Comparing Leadership Behavior That Was Presented in Both Cases
             After reviewing the “Air Force Supply Squadron” and “Consolidated Products” case studies, there were several comparisons associated with leadership behavior. This is because the “Consolidated Products” case study involved a plant manager named Ben Samuels who also initially used task-oriented behaviors, relation-oriented behaviors, and change-oriented behaviors to improve overall efficiency among his employees. Some of these behaviors included building a fitness center for employees, sponsoring yearly picnics and holiday parties for them, avoiding layoffs, getting to know employees by name, visiting and speaking to workers on the floor in a friendly manner, and helping each employee whenever a problem would arise.
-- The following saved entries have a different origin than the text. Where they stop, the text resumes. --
/// Collector module
///
/// This module groups the polling engine:
/// - Binding assets to a data source
/// - One polling worker per asset
/// - The round barrier and the aggregator that turns complete rounds
///   into snapshots
/// - The supervisor owning worker lifecycles and shutdown
///
/// Design notes:
/// - Source-specific logic MUST NOT live here; workers only see the
///   `DataSource` trait
/// - Rendering belongs to the presenter
/// - Every task of a run shares one `CancelContext`
pub mod aggregator;
pub mod barrier;
pub mod binding;
pub mod cancel;
pub mod supervisor;
pub mod worker;

pub use aggregator::{AggregationMode, Aggregator, Column, Snapshot};
pub use barrier::{RoundBarrier, RoundOutcome, RoundSlot};
pub use binding::{DEFAULT_PAIRING, SourceBinding};
pub use cancel::CancelContext;
pub use supervisor::{Supervisor, run_streaming, run_synchronized};
pub use worker::{ExitReason, Feed, PollingWorker, WorkerOptions, WorkerReport, WorkerState};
The reason that he did this is because he believed that if employees are treated with respect and support, they will perform at a higher overall level.
             Even though these positive employer/employee behaviors were exhibited, issues with cost and low production levels became a major issue, so Ben Samuels was replaced by a man named Phil Jones. When this occurred, Phil also exhibited certain leadership behavior associated with task-oriented behaviors. This is because he clarified what was expected, monitored operations and performance, resolved immediate problems that disrupted work, organized tasks to improve efficiency, and explained rules, procedures and policies on a continuous basis. However, he exhibited an extremely low level of leadership behavior that is associated with relations-oriented behaviors and change-oriented behaviors. The result of his leadership skill was a reduction in production cost, an increase in production output, a high turnover rate among supervisors and machine operators, and more negative employee talk about forming a union.
Conclusion
            There are many times when effective leadership will be required to accomplish a specific set of goals and/or objectives. Ensuring effective leadership is important because it can propel and advance most areas within a business or organizational structure. Some major types of behavior that must be present in order to be an effective leader can include task-oriented behaviors, relation-oriented behaviors, and change-oriented behaviors.
             Therefore, the main goal of this work was to analyze effective leadership behavior, after reviewing two specific case studies called “Consolidated Products” and “Air Force Supply Squadron.” This analysis was also based on the effective leadership behaviors that were exhibited by Colonel Navak in the first case, what that illustrates about effective leadership, and a comparison of the leadership behavior that was presented in both cases. The analysis indicated that even though major types of effective leadership behavior may be used there can still be different results due to a variation in individual leader styles.  

References:
Robbins, S. P., & Judge, T. A. (2010). Essentials of Organizational Behavior (11th Edition). Upper Saddle River, NJ:  Prentice-Hall.
Yukl, G. (2013). Leadership in organizations (8th ed.). Upper Saddle River, NJ: Prentice Hall.